In a year that saw the poker vertical enjoy a resurgence under lockdown, PokerStars also posted year-on-year growth in revenue. This segment, covering the brand’s operations in non-British and US markets, reported revenue of £1.23bn, a 20.3% improvement on 2019.
This was comprised largely of gaming, which accounted for £1.16bn of the total. Poker revenue was up 38% in the first half of the year, though casino surged 51% over the same period. Sports betting, on the other hand, saw revenue rise 12.3% to £64m, on stakes of £748m.
However the biggest advances were reported in the US, with revenue soaring 80.1% to £695m. This division, comprising the FanDuel, Fox Bet, TVG, PokerStars and Betfair Casino brands, saw sportsbook revenue grow to £458m on stakes of £4.41bn, with gaming revenue up 288.5% to £237m.
Flutter noted that its horse racing brand TVG performed particularly well, benefitting from the fact that racing continued at a time when Covid-19 forced the suspension of other sports.
Turning to outgoings, cost of sales across all divisions significantly rose as a result of the business’ expansion, more than doubling to £1.54bn. Thanks to the significant growth in like-for-like revenue, however, gross profit remained up significantly at £2.86bn.
Once sales and marketing expenses of £991m, plus £884m in other operating expenditure and £95m of corporate costs were factored in, Flutter’s adjusted earnings before interest, tax, deprecation and amortisation (EBITDA) grew 109.2% to £889m.
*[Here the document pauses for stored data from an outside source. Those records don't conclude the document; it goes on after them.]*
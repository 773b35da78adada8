//! `famtree` command-line front end.
//!
//! Translates arguments into `famtree_core` calls and prints JSON results.

mod args;

use args::{AddPersonArgs, Cli, Commands, IdSchemeArg, UpcomingArgs};
use chrono::NaiveDateTime;
use clap::Parser;
use famtree_core::db::shared_connection;
use famtree_core::{
    init_logging, CoreConfig, HebrewDate, IdGenerator, NumericIdGenerator, PersonPatch,
    PersonService, ProximityContext, RelationshipIntent, SelectedRelationships,
    SqlitePersonRepository, UuidIdGenerator,
};
use log::error;
use serde::Serialize;
use std::error::Error;
use std::process::ExitCode;

type CliResult<T> = Result<T, Box<dyn Error>>;

fn main() -> ExitCode {
    let cli = Cli::parse();
    match run(cli) {
        Ok(()) => ExitCode::SUCCESS,
        Err(err) => {
            error!("event=cli_command module=cli status=error error={err}");
            eprintln!("error: {err}");
            ExitCode::FAILURE
        }
    }
}

fn run(cli: Cli) -> CliResult<()> {
    let config = resolve_config(&cli)?;
    if let Some(log_dir) = &config.log_dir {
        init_logging(config.log_level, log_dir)?;
    }

    let shared = shared_connection(&config.db_path)?;
    shared.with_connection(|conn| -> CliResult<()> {
        let repo = SqlitePersonRepository::try_new(conn)?;
        let ids: &dyn IdGenerator = match cli.id_scheme {
            IdSchemeArg::Numeric => &NumericIdGenerator,
            IdSchemeArg::Uuid => &UuidIdGenerator,
        };
        let service = PersonService::new(repo, ids);

        match &cli.command {
            Commands::Add(args) => {
                let intent = build_intent(args)?;
                let person = service.create_person(args.to_new_person(), intent.as_ref())?;
                print_json(&person)
            }
            Commands::List => print_json(&service.list_with_relations()?),
            Commands::Show(args) => print_json(&service.get_with_relations(&args.id)?),
            Commands::Update(args) => {
                let patch: PersonPatch = serde_json::from_str(&args.patch)?;
                print_json(&service.update_person(&args.id, &patch)?)
            }
            Commands::Delete(args) => {
                service.delete_person(&args.id)?;
                print_json(&serde_json::json!({ "deleted": args.id }))
            }
            Commands::Upcoming(args) => {
                print_json(&service.upcoming_dates(&proximity_context(args)?)?)
            }
            Commands::Search(args) => print_json(&service.search(&args.term)?),
            Commands::Clear(args) => {
                if !args.yes {
                    return Err("refusing to delete everyone without --yes".into());
                }
                let removed = service.delete_all()?;
                print_json(&serde_json::json!({ "deleted": removed }))
            }
        }
    })
}

fn resolve_config(cli: &Cli) -> CliResult<CoreConfig> {
    let mut config = CoreConfig::from_env()?;
    if let Some(db) = &cli.db {
        config = config.with_db_path(db)?;
    }
    if let Some(level) = &cli.log_level {
        config = config.with_log_level(level)?;
    }
    if let Some(dir) = &cli.log_dir {
        config = config.with_log_dir(dir)?;
    }
    Ok(config)
}

fn build_intent(args: &AddPersonArgs) -> CliResult<Option<RelationshipIntent>> {
    let (Some(relation), Some(related_id)) = (args.relation, &args.related_id) else {
        return Ok(None);
    };
    let mut intent = RelationshipIntent::new(relation.into(), related_id.as_str());
    if let Some(parent_type) = args.parent_type {
        intent = intent.with_parent_type(parent_type.into());
    }
    if let Some(selection) = &args.selection {
        let selected: SelectedRelationships = serde_json::from_str(selection)?;
        intent = intent.with_selection(selected);
    }
    Ok(Some(intent))
}

fn proximity_context(args: &UpcomingArgs) -> CliResult<ProximityContext> {
    let mut ctx = match &args.now {
        Some(raw) => ProximityContext::new(NaiveDateTime::parse_from_str(raw, "%Y-%m-%dT%H:%M:%S")?),
        None => ProximityContext::local_now(),
    };
    if let Some(raw) = &args.hebrew_today {
        ctx = ctx.with_hebrew_today(HebrewDate::parse(raw)?);
    }
    Ok(ctx)
}

fn print_json(value: &impl Serialize) -> CliResult<()> {
    println!("{}", serde_json::to_string_pretty(value)?);
    Ok(())
}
Depreciation and amortisation expenses of £213m – up 46.9% – then left an adjusted operating profit of £676m, more than double the prior year’s £281m total. At this point, steep rises in other outgoings hit the operator’s bottom line.
Net interest expenses climbed to £110m, while Flutter also reported £565m in separately disclosed items, related to The Stars Group acquisition. These comprised charges related to the amortisation of acquired intangibles, as well as restructuring and deal costs, partially offset by a VAT refund related to wrongly-paid fees for gaming machines in betting shops.
As a result Flutter’s pre-tax profit plummeted to just £1m for the year. After £35.8m in income taxes, this resulted in a net loss of £34.7m for the year.
Looking ahead to 2021, the operator said the momentum that built in the second half of 2020 had continued into the new year. Growth in player volumes across all divisions, coupled with favourable sporting results, had helped group revenue grow 36% ahead of the prior year for the seven weeks to 21 February.
However, it admitted that Covid-19 restrictions continued to affect its retail businesses, with British shops unlikely to open in April, and its Irish estate liable to remain closed until May. This was resulting in a £5m monthly EBITDA loss in Britain, and a £4m loss in Ireland.
Furthermore, it noted that 2021 profits could face a hit in Germany, where proposals to impose a 5.3% turnover tax for online poker and slots is under discussion.
“While the tax is yet to be ratified, if it does come into force we believe it would effectively make the German online gaming market commercially unviable for regulated operators,” it said. That tax rate could hit its bottom line by between £15m and £25m, if it is brought in from 1 July.
“Overall, we are very pleased with the momentum in our business as we continue to build our recreational player base globally and look forward to the future with confidence,” Flutter added.